- [Your instructions]: Extract each line holding the word "NodeStore" from the entries.

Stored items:
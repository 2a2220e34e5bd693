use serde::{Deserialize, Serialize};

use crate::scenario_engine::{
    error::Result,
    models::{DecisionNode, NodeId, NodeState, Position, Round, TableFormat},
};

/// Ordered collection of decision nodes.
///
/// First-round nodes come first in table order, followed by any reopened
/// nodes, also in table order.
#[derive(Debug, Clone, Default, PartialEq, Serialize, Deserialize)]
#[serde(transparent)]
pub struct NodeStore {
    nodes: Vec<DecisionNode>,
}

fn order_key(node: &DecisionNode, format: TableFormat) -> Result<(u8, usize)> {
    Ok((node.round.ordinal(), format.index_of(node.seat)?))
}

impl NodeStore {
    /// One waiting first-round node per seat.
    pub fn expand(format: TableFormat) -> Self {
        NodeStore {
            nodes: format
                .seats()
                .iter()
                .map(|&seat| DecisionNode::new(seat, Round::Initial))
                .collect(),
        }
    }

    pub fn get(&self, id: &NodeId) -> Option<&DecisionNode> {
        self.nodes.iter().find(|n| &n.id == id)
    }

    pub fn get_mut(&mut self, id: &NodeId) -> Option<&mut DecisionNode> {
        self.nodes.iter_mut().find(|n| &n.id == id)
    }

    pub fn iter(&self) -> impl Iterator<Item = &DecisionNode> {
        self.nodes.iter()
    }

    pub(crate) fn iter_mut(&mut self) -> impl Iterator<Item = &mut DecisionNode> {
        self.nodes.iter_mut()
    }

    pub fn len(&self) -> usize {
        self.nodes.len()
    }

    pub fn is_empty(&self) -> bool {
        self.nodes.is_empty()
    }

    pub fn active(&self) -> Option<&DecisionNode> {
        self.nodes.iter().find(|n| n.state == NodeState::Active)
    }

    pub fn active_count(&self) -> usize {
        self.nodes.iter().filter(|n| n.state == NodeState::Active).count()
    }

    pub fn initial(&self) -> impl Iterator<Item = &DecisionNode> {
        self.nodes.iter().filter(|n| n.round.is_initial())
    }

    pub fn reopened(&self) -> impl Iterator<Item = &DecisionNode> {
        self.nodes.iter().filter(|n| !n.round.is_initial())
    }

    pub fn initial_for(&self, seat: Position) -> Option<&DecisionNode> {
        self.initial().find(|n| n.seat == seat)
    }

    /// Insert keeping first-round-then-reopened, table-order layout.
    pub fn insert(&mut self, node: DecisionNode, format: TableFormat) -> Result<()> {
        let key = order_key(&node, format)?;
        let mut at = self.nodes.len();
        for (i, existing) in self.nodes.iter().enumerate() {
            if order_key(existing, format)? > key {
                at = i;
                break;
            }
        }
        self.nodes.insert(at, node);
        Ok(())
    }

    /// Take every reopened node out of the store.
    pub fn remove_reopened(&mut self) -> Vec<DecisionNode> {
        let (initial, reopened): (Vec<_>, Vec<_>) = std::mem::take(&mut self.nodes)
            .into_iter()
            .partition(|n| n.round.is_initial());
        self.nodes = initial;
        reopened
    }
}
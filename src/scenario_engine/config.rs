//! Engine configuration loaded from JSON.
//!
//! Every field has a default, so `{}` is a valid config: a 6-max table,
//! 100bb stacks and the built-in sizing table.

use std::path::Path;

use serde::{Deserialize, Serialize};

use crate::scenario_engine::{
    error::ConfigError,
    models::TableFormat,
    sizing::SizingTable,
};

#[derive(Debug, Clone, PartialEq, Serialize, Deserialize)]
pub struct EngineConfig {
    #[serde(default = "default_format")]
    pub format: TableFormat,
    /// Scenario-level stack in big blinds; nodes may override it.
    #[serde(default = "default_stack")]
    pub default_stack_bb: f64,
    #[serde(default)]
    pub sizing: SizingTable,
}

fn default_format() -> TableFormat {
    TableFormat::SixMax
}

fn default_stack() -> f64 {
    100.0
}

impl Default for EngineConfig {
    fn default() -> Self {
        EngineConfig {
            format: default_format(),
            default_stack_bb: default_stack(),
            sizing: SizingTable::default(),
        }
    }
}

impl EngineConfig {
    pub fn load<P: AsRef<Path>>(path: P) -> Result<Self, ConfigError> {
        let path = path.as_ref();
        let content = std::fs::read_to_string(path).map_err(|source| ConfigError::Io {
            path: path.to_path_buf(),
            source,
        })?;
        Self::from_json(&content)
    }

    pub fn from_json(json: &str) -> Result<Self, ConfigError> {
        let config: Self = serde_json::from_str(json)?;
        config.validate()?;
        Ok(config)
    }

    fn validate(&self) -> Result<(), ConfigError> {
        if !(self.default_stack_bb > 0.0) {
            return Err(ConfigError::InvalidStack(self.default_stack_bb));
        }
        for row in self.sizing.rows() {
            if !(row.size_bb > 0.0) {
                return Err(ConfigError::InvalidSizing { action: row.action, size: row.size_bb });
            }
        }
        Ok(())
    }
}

- [Response for this exercise]:
pub struct NodeStore {
impl NodeStore {
        NodeStore {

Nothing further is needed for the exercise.